Part 2: Fitting Bayesian State-Space Models with Stan

The following code optimizes stan:

library(rstan)
rstan_options(auto_write = TRUE)
options(mc.cores = parallel::detectCores())

The wilddogs data from the MARSS package will be used for this problem:

data(wilddogs, package="MARSS")
plot(wilddogs[,1], wilddogs[,2], xlab = "Year", ylab = "Count")

The code below sets up a Stan model for a state-space random walk with drift \(x_t = x_{t-1} + u + w_t\) where \(w_t \sim N(0, q)\). The observation model is \(y_t = x_t + v_t\) where \(v_t \sim N(0, r)\). This is ss_rw_drift.stan (with a small change in the pos_indx specification). (Note that in the atsar code, \(x\) is called pred, \(u\) is mu, \(\sqrt{q}\) is sigma_process and \(\sqrt{r}\) is sigma_obs.)

scode <- "
data {
  int<lower=0> N;
  int<lower=0> n_pos;
  vector[n_pos] y;
  int pos_indx[n_pos];
}
parameters {
  real x0;
  real mu;
  vector[N-1] pro_dev;
  real<lower=0> sigma_process;
  real<lower=0> sigma_obs;
}
transformed parameters {
  vector[N] pred;
  pred[1] = x0;
  for(i in 2:N) {
    pred[i] = pred[i-1] + mu + sigma_process*pro_dev[i-1];
  }
}
model {
  x0 ~ normal(0,10);
  mu ~ normal(0,2);
  sigma_process ~ student_t(3,0,2);
  sigma_obs ~ student_t(3,0,2);
  pro_dev ~ std_normal();//normal(0, sigma_process);
  for(i in 1:n_pos) {
    y[i] ~ normal(pred[pos_indx[i]], sigma_obs);
  }
}
generated quantities {
  vector[n_pos] log_lik;
  for (n in 1:n_pos) log_lik[n] = normal_lpdf(y[n] | pred[pos_indx[n]], sigma_obs);
}
"

The code below fits the model. Stan does not like NAs in the data thus we use the index trick in the code. For the purpose of the homework, ignore warnings.

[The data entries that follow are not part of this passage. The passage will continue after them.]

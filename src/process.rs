//! Process-control strategies injected into the tunnel and daemon managers.
//!
//! Production code uses the OS-backed implementations here; tests swap in
//! fakes through the same constructors.

use std::{
    io,
    path::PathBuf,
    process::Stdio,
    time::Duration,
};

use async_trait::async_trait;
use tokio::{
    io::AsyncRead,
    process::{Child, Command},
};

#[cfg(unix)]
use nix::{
    errno::Errno,
    sys::signal::{kill, Signal},
    unistd::Pid,
};

/// Everything needed to launch a supervised subprocess.
#[derive(Debug, Clone, Default, PartialEq, Eq)]
pub struct LaunchSpec {
    pub program: String,
    pub args: Vec<String>,
    pub env: Vec<(String, String)>,
    pub capture_stdout: bool,
}

impl LaunchSpec {
    pub fn new(program: impl Into<String>) -> Self {
        Self {
            program: program.into(),
            ..Default::default()
        }
    }

    pub fn arg(mut self, arg: impl Into<String>) -> Self {
        self.args.push(arg.into());
        self
    }

    pub fn env(mut self, key: impl Into<String>, value: impl Into<String>) -> Self {
        self.env.push((key.into(), value.into()));
        self
    }

    pub fn capture_stdout(mut self) -> Self {
        self.capture_stdout = true;
        self
    }
}

pub type ChildStdout = Box<dyn AsyncRead + Send + Unpin>;

/// A running subprocess owned by its supervisor.
#[async_trait]
pub trait ProcessHandle: Send {
    fn id(&self) -> Option<u32>;
    /// Hand over the captured stdout, once.
    fn take_stdout(&mut self) -> Option<ChildStdout>;
    /// Ask the process to stop (SIGINT).
    fn interrupt(&mut self) -> io::Result<()>;
    /// Wait for exit.
    async fn wait(&mut self) -> io::Result<()>;
    /// Force-kill and reap.
    async fn kill(&mut self) -> io::Result<()>;
}

pub trait ProcessLauncher: Send + Sync {
    fn launch(&self, spec: &LaunchSpec) -> io::Result<Box<dyn ProcessHandle>>;
}

/// Looks up executables on `PATH`.
pub trait BinaryLocator: Send + Sync {
    fn locate(&self, name: &str) -> Option<PathBuf>;
}

#[derive(Debug, Clone, Copy, Default)]
pub struct PathLocator;

impl BinaryLocator for PathLocator {
    fn locate(&self, name: &str) -> Option<PathBuf> {
        if name.trim().is_empty() {
            return None;
        }
        which::which(name).ok()
    }
}

/// Launches real subprocesses with tokio. Children are killed if their
/// handle is dropped without an explicit shutdown.
#[derive(Debug, Clone, Copy, Default)]
pub struct TokioLauncher;

impl ProcessLauncher for TokioLauncher {
    fn launch(&self, spec: &LaunchSpec) -> io::Result<Box<dyn ProcessHandle>> {
        let mut cmd = Command::new(&spec.program);
        cmd.args(&spec.args)
            .envs(spec.env.iter().map(|(k, v)| (k.as_str(), v.as_str())))
            .stdin(Stdio::null())
            .stdout(if spec.capture_stdout {
                Stdio::piped()
            } else {
                Stdio::null()
            })
            .stderr(Stdio::null())
            .kill_on_drop(true);

        let child = cmd.spawn()?;
        Ok(Box::new(ChildHandle { child }))
    }
}

struct ChildHandle {
    child: Child,
}

#[async_trait]
impl ProcessHandle for ChildHandle {
    fn id(&self) -> Option<u32> {
        self.child.id()
    }

    fn take_stdout(&mut self) -> Option<ChildStdout> {
        self.child
            .stdout
            .take()
            .map(|stdout| Box::new(stdout) as ChildStdout)
    }

    fn interrupt(&mut self) -> io::Result<()> {
        #[cfg(unix)]
        {
            let pid = self
                .child
                .id()
                .ok_or_else(|| io::Error::new(io::ErrorKind::NotFound, "process already exited"))?;
            kill(Pid::from_raw(pid as i32), Signal::SIGINT).map_err(io::Error::from)
        }

        #[cfg(not(unix))]
        {
            self.child.start_kill()
        }
    }

    async fn wait(&mut self) -> io::Result<()> {
        self.child.wait().await.map(|_| ())
    }

    async fn kill(&mut self) -> io::Result<()> {
        self.child.kill().await
    }
}

/// Signal-0 liveness check. EPERM means the process exists but belongs to
/// someone else, so it counts as alive.
#[cfg(unix)]
pub fn pid_is_alive(pid: u32) -> bool {
    if pid == 0 || pid > i32::MAX as u32 {
        return false;
    }
    match kill(Pid::from_raw(pid as i32), None) {
        Ok(()) => true,
        Err(Errno::EPERM) => true,
        Err(_) => false,
    }
}

#[cfg(not(unix))]
pub fn pid_is_alive(_pid: u32) -> bool {
    false
}

/// A detached background process request.
#[derive(Debug, Clone, Default, PartialEq, Eq)]
pub struct DetachedSpawn {
    pub argv: Vec<String>,
    pub log_file: Option<PathBuf>,
    pub workdir: Option<PathBuf>,
    pub env: Vec<(String, String)>,
}

/// Start, check and stop processes that outlive the caller.
pub trait ProcessControl: Send + Sync {
    fn start(&self, spawn: &DetachedSpawn) -> io::Result<u32>;
    fn is_alive(&self, pid: u32) -> bool;
    /// Ask `pid` to exit (SIGTERM). A process that is already gone is not an
    /// error.
    fn terminate(&self, pid: u32) -> io::Result<()>;
}

/// OS-backed [`ProcessControl`]. Children run in their own session so they
/// survive the parent exiting.
#[derive(Debug, Clone, Copy, Default)]
pub struct SystemProcessControl;

impl ProcessControl for SystemProcessControl {
    fn start(&self, spawn: &DetachedSpawn) -> io::Result<u32> {
        let (program, args) = spawn.argv.split_first().ok_or_else(|| {
            io::Error::new(io::ErrorKind::InvalidInput, "missing argv for daemon start")
        })?;

        let mut cmd = std::process::Command::new(program);
        cmd.args(args)
            .envs(spawn.env.iter().map(|(k, v)| (k.as_str(), v.as_str())))
            .stdin(Stdio::null());
        if let Some(dir) = &spawn.workdir {
            cmd.current_dir(dir);
        }

        match &spawn.log_file {
            Some(path) => {
                if let Some(parent) = path.parent().filter(|p| !p.as_os_str().is_empty()) {
                    std::fs::create_dir_all(parent)?;
                }
                let log = std::fs::OpenOptions::new()
                    .create(true)
                    .append(true)
                    .open(path)?;
                cmd.stdout(log.try_clone()?).stderr(log);
            }
            None => {
                cmd.stdout(Stdio::null()).stderr(Stdio::null());
            }
        }

        #[cfg(unix)]
        unsafe {
            use std::os::unix::process::CommandExt;
            cmd.pre_exec(|| {
                if nix::libc::setsid() == -1 {
                    Err(io::Error::last_os_error())
                } else {
                    Ok(())
                }
            });
        }

        let child = cmd.spawn()?;
        Ok(child.id())
    }

    fn is_alive(&self, pid: u32) -> bool {
        pid_is_alive(pid)
    }

    #[cfg(unix)]
    fn terminate(&self, pid: u32) -> io::Result<()> {
        if pid == 0 || pid > i32::MAX as u32 {
            return Err(io::Error::new(
                io::ErrorKind::InvalidInput,
                format!("invalid pid {pid}"),
            ));
        }
        match kill(Pid::from_raw(pid as i32), Signal::SIGTERM) {
            Ok(()) | Err(Errno::ESRCH) => Ok(()),
            Err(errno) => Err(io::Error::from(errno)),
        }
    }

    #[cfg(not(unix))]
    fn terminate(&self, pid: u32) -> io::Result<()> {
        Err(io::Error::new(
            io::ErrorKind::Unsupported,
            format!("cannot signal pid {pid} on this platform"),
        ))
    }
}

/// Two-phase stop for a supervised child: interrupt, wait up to `grace`,
/// then force-kill. Cancellation of `cancel` skips straight to the kill.
pub async fn stop_gracefully(
    handle: &mut dyn ProcessHandle,
    grace: Duration,
    cancel: &tokio_util::sync::CancellationToken,
) -> io::Result<()> {
    if let Err(error) = handle.interrupt() {
        tracing::debug!(target = "discord_relay::process", error = %error, "interrupt failed; killing");
        return handle.kill().await;
    }

    let waited = tokio::select! {
        biased;
        _ = cancel.cancelled() => None,
        waited = tokio::time::timeout(grace, handle.wait()) => waited.ok(),
    };

    match waited {
        Some(result) => result,
        None => {
            tracing::debug!(
                target = "discord_relay::process",
                pid = handle.id().unwrap_or_default(),
                "graceful stop did not finish; killing"
            );
            handle.kill().await
        }
    }
}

data(wilddogs, package="MARSS")
y <- log(y <- wilddogs[,"Count"])

ypos <- y[!is.na(y)]
n_pos <- sum(!is.na(y))  # number on non-NA ys
pos_indx <- which(!is.na(y))  # index on the non-NAs
mod <- rstan::stan(model_code = scode, 
                   data = list(y = ypos, N = length(y), n_pos = n_pos, 
                               pos_indx = pos_indx), 
                   pars = c("sigma_process", "sigma_obs", "mu", "pred"), 
                   chains = 1, iter = 5000, thin = 10)

Question 8

Checks convergence of the model by evaluating the value of Rhat, which should be less than 1.05 (approximately). We want to look at the summary element of the output from summary(mod). prob=c() is used so that the credible intervals are not shown since we are only interested in Rhat.

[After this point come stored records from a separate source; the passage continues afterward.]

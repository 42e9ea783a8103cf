//! Envelope wire format exchanged over the broker, plus channel naming.

use std::time::Duration;

use chrono::{DateTime, Utc};
use serde::{Deserialize, Serialize};
use serde_json::value::RawValue;
use thiserror::Error;

use crate::routing::HandlerKind;

pub const ENVELOPE_SOURCE: &str = "discord-relay.server";

#[derive(Debug, Error)]
pub enum EnvelopeError {
    #[error("envelope agent is required")]
    MissingAgent,
    #[error("interaction payload is not valid json: {0}")]
    InvalidInteraction(#[source] serde_json::Error),
}

/// One routed interaction on its way to an agent. Read-only once built.
///
/// `interaction` is carried as raw JSON so the agent sees exactly the bytes
/// the platform sent.
#[derive(Debug, Clone, Serialize, Deserialize)]
pub struct Envelope {
    agent: String,
    kind: HandlerKind,
    key: String,
    interaction: Box<RawValue>,
    received_at: DateTime<Utc>,
    timeout_seconds: u64,
    source: String,
}

impl Envelope {
    pub fn new(
        agent: &str,
        kind: HandlerKind,
        key: &str,
        interaction: &[u8],
        timeout: Duration,
    ) -> Result<Self, EnvelopeError> {
        let agent = agent.trim();
        if agent.is_empty() {
            return Err(EnvelopeError::MissingAgent);
        }
        let interaction: Box<RawValue> =
            serde_json::from_slice(interaction).map_err(EnvelopeError::InvalidInteraction)?;

        Ok(Self {
            agent: agent.to_string(),
            kind,
            key: key.to_string(),
            interaction,
            received_at: Utc::now(),
            timeout_seconds: timeout.as_secs(),
            source: ENVELOPE_SOURCE.to_string(),
        })
    }

    pub fn agent(&self) -> &str {
        &self.agent
    }

    pub fn kind(&self) -> HandlerKind {
        self.kind
    }

    pub fn key(&self) -> &str {
        &self.key
    }

    pub fn received_at(&self) -> DateTime<Utc> {
        self.received_at
    }

    pub fn timeout_seconds(&self) -> u64 {
        self.timeout_seconds
    }

    pub fn source(&self) -> &str {
        &self.source
    }

    /// True when the envelope is addressed to `agent`.
    pub fn is_for(&self, agent: &str) -> bool {
        same_agent(&self.agent, agent)
    }

    pub fn channel(&self, prefix: &str) -> String {
        agent_channel(prefix, &self.agent)
    }

    pub fn to_bytes(&self) -> Result<Vec<u8>, serde_json::Error> {
        serde_json::to_vec(self)
    }

    pub fn from_slice(bytes: &[u8]) -> Result<Self, serde_json::Error> {
        serde_json::from_slice(bytes)
    }

    pub fn interaction_json(&self) -> &str {
        self.interaction.get()
    }

    pub fn interaction_bytes(&self) -> &[u8] {
        self.interaction.get().as_bytes()
    }
}

/// Agent names compare the way channels are named: trimmed and lowercased.
pub fn same_agent(a: &str, b: &str) -> bool {
    a.trim().to_lowercase() == b.trim().to_lowercase()
}

/// `{prefix}:agent:{agent}` with the agent lowercased.
pub fn agent_channel(prefix: &str, agent: &str) -> String {
    format!("{prefix}:agent:{}", agent.trim().to_lowercase())
}

/// `{prefix}:registry:{agent}` with the agent lowercased.
pub fn registry_key(prefix: &str, agent: &str) -> String {
    format!("{prefix}:registry:{}", agent.trim().to_lowercase())
}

head(summary(mod, probs=c())$summary)
##                      mean     se_mean         sd    n_eff     Rhat
## sigma_process  0.28051546 0.010368301 0.10547328 103.4832 1.007011
## sigma_obs      0.25411090 0.006604449 0.08273336 156.9236 1.000365
## mu            -0.05768018 0.004644104 0.06531676 197.8087 1.006257
## pred[1]        4.25457825 0.015945950 0.23636625 219.7203 1.029370
## pred[2]        4.13699723 0.019617466 0.29767674 230.2523 1.017473
## pred[3]        4.01820882 0.027951566 0.30986689 122.8961 1.012001

Make a histogram of all the Rhat values. Looks ok.

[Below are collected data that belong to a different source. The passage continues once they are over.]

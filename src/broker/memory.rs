//! In-process broker with the same delivery contract as Redis pub/sub:
//! at-most-once, no replay, messages to a channel nobody listens on are lost.

use std::{
    collections::HashMap,
    sync::Arc,
    time::{Duration, Instant},
};

use anyhow::Result;
use async_trait::async_trait;
use parking_lot::Mutex;
use tokio::sync::broadcast;
use tokio_util::sync::CancellationToken;

use super::{
    drive_subscription, Delivery, EnvelopePublisher, EnvelopeSubscriber, MessageSource,
    PayloadHandler, PublishError, RegistryStore,
};
use crate::protocol::{agent_channel, Envelope};

const CHANNEL_CAPACITY: usize = 256;

#[derive(Debug, Clone, PartialEq, Eq)]
pub struct PublishedMessage {
    pub channel: String,
    pub payload: Vec<u8>,
    pub receivers: usize,
}

#[derive(Default)]
struct MemoryState {
    channels: HashMap<String, broadcast::Sender<Vec<u8>>>,
    entries: HashMap<String, (Vec<u8>, Instant)>,
    published: Vec<PublishedMessage>,
}

#[derive(Clone)]
pub struct MemoryBroker {
    prefix: String,
    state: Arc<Mutex<MemoryState>>,
}

impl MemoryBroker {
    pub fn new(prefix: impl Into<String>) -> Self {
        Self {
            prefix: prefix.into(),
            state: Arc::new(Mutex::new(MemoryState::default())),
        }
    }

    pub fn prefix(&self) -> &str {
        &self.prefix
    }

    /// Subscriber bound to `agent`'s channel.
    pub fn subscriber(&self, agent: &str) -> MemorySubscriber {
        MemorySubscriber {
            broker: self.clone(),
            channel: agent_channel(&self.prefix, agent),
        }
    }

    /// Every publish so far, including ones no subscriber received.
    pub fn published(&self) -> Vec<PublishedMessage> {
        self.state.lock().published.clone()
    }

    pub fn subscriber_count(&self, channel: &str) -> usize {
        self.state
            .lock()
            .channels
            .get(channel)
            .map(|sender| sender.receiver_count())
            .unwrap_or(0)
    }

    /// Drop a channel, ending every open subscription on it.
    pub fn close_channel(&self, channel: &str) {
        self.state.lock().channels.remove(channel);
    }

    /// Live (unexpired) registry value.
    pub fn get(&self, key: &str) -> Option<Vec<u8>> {
        let mut state = self.state.lock();
        let expired = matches!(
            state.entries.get(key),
            Some((_, expires)) if *expires <= Instant::now()
        );
        if expired {
            state.entries.remove(key);
            return None;
        }
        state.entries.get(key).map(|(value, _)| value.clone())
    }

    fn publish_raw(&self, channel: &str, payload: Vec<u8>) -> usize {
        let mut state = self.state.lock();
        let receivers = state
            .channels
            .get(channel)
            .and_then(|sender| sender.send(payload.clone()).ok())
            .unwrap_or(0);
        state.published.push(PublishedMessage {
            channel: channel.to_string(),
            payload,
            receivers,
        });
        receivers
    }

    fn open(&self, channel: &str) -> broadcast::Receiver<Vec<u8>> {
        let mut state = self.state.lock();
        state
            .channels
            .entry(channel.to_string())
            .or_insert_with(|| broadcast::channel(CHANNEL_CAPACITY).0)
            .subscribe()
    }
}

#[async_trait]
impl EnvelopePublisher for MemoryBroker {
    async fn publish(&self, envelope: &Envelope) -> Result<(), PublishError> {
        if envelope.agent().trim().is_empty() {
            return Err(PublishError::MissingAgent);
        }
        let channel = envelope.channel(&self.prefix);
        let payload = envelope.to_bytes().map_err(|source| PublishError::Encode {
            channel: channel.clone(),
            source,
        })?;
        self.publish_raw(&channel, payload);
        Ok(())
    }
}

#[async_trait]
impl RegistryStore for MemoryBroker {
    async fn put(&self, key: &str, value: &[u8], ttl: Duration) -> Result<()> {
        self.state
            .lock()
            .entries
            .insert(key.to_string(), (value.to_vec(), Instant::now() + ttl));
        Ok(())
    }

    async fn delete(&self, key: &str) -> Result<()> {
        self.state.lock().entries.remove(key);
        Ok(())
    }
}

pub struct MemorySubscriber {
    broker: MemoryBroker,
    channel: String,
}

impl MemorySubscriber {
    pub fn channel(&self) -> &str {
        &self.channel
    }
}

struct MemorySource {
    rx: broadcast::Receiver<Vec<u8>>,
}

#[async_trait]
impl MessageSource for MemorySource {
    async fn next(&mut self) -> Delivery {
        match self.rx.recv().await {
            Ok(payload) => Delivery::Message(payload),
            Err(broadcast::error::RecvError::Lagged(skipped)) => Delivery::Lagged(skipped),
            Err(broadcast::error::RecvError::Closed) => Delivery::Closed,
        }
    }
}

#[async_trait]
impl EnvelopeSubscriber for MemorySubscriber {
    async fn subscribe(
        &self,
        cancel: &CancellationToken,
        handler: &dyn PayloadHandler,
    ) -> Result<()> {
        let mut source = MemorySource {
            rx: self.broker.open(&self.channel),
        };
        // The receiver is dropped on return, releasing the subscription.
        drive_subscription(&mut source, &self.channel, cancel, handler).await
    }
}

#[cfg(test)]
mod tests {
    use super::*;
    use crate::routing::HandlerKind;

    struct Forward(tokio::sync::mpsc::UnboundedSender<Vec<u8>>);

    #[async_trait]
    impl PayloadHandler for Forward {
        async fn handle(&self, _cancel: &CancellationToken, payload: &[u8]) -> Result<()> {
            let _ = self.0.send(payload.to_vec());
            Ok(())
        }
    }

    fn envelope(agent: &str) -> Envelope {
        Envelope::new(
            agent,
            HandlerKind::Command,
            "help",
            br#"{"type":2,"token":"t"}"#,
            Duration::from_secs(60),
        )
        .unwrap()
    }

    #[tokio::test]
    async fn publish_without_subscriber_is_dropped() {
        let broker = MemoryBroker::new("p");
        broker.publish(&envelope("claude")).await.unwrap();
        let published = broker.published();
        assert_eq!(published.len(), 1);
        assert_eq!(published[0].channel, "p:agent:claude");
        assert_eq!(published[0].receivers, 0);
    }

    #[tokio::test]
    async fn subscriber_receives_and_releases_on_cancel() {
        let broker = MemoryBroker::new("p");
        let subscriber = broker.subscriber("Claude");
        let (tx, mut rx) = tokio::sync::mpsc::unbounded_channel();
        let cancel = CancellationToken::new();

        let task = {
            let cancel = cancel.clone();
            tokio::spawn(async move { subscriber.subscribe(&cancel, &Forward(tx)).await })
        };
        while broker.subscriber_count("p:agent:claude") == 0 {
            tokio::task::yield_now().await;
        }

        broker.publish(&envelope("CLAUDE")).await.unwrap();
        let payload = rx.recv().await.unwrap();
        assert_eq!(Envelope::from_slice(&payload).unwrap().agent(), "CLAUDE");

        cancel.cancel();
        task.await.unwrap().unwrap();
        assert_eq!(broker.subscriber_count("p:agent:claude"), 0);
    }

    #[tokio::test]
    async fn closing_channel_ends_subscription_cleanly() {
        let broker = MemoryBroker::new("p");
        let subscriber = broker.subscriber("codex");
        let (tx, _rx) = tokio::sync::mpsc::unbounded_channel();
        let task = tokio::spawn(async move {
            subscriber
                .subscribe(&CancellationToken::new(), &Forward(tx))
                .await
        });
        while broker.subscriber_count("p:agent:codex") == 0 {
            tokio::task::yield_now().await;
        }
        broker.close_channel("p:agent:codex");
        task.await.unwrap().unwrap();
    }

    #[tokio::test]
    async fn registry_entries_expire_and_delete_is_idempotent() {
        let broker = MemoryBroker::new("p");
        broker.put("k", b"v", Duration::from_secs(60)).await.unwrap();
        assert_eq!(broker.get("k"), Some(b"v".to_vec()));

        broker.put("short", b"v", Duration::ZERO).await.unwrap();
        assert_eq!(broker.get("short"), None);

        broker.delete("k").await.unwrap();
        broker.delete("k").await.unwrap();
        assert_eq!(broker.get("k"), None);
    }
}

hist(summary(mod)$summary[,"Rhat"])

Question 9

The \(\mu\) parameter in the model corresponds to the population growth rate. It is informative to view a histogram of the posterior of \(\mu\) to get an idea for potential values of the population growth rate:

pars <- rstan::extract(mod, pars="mu")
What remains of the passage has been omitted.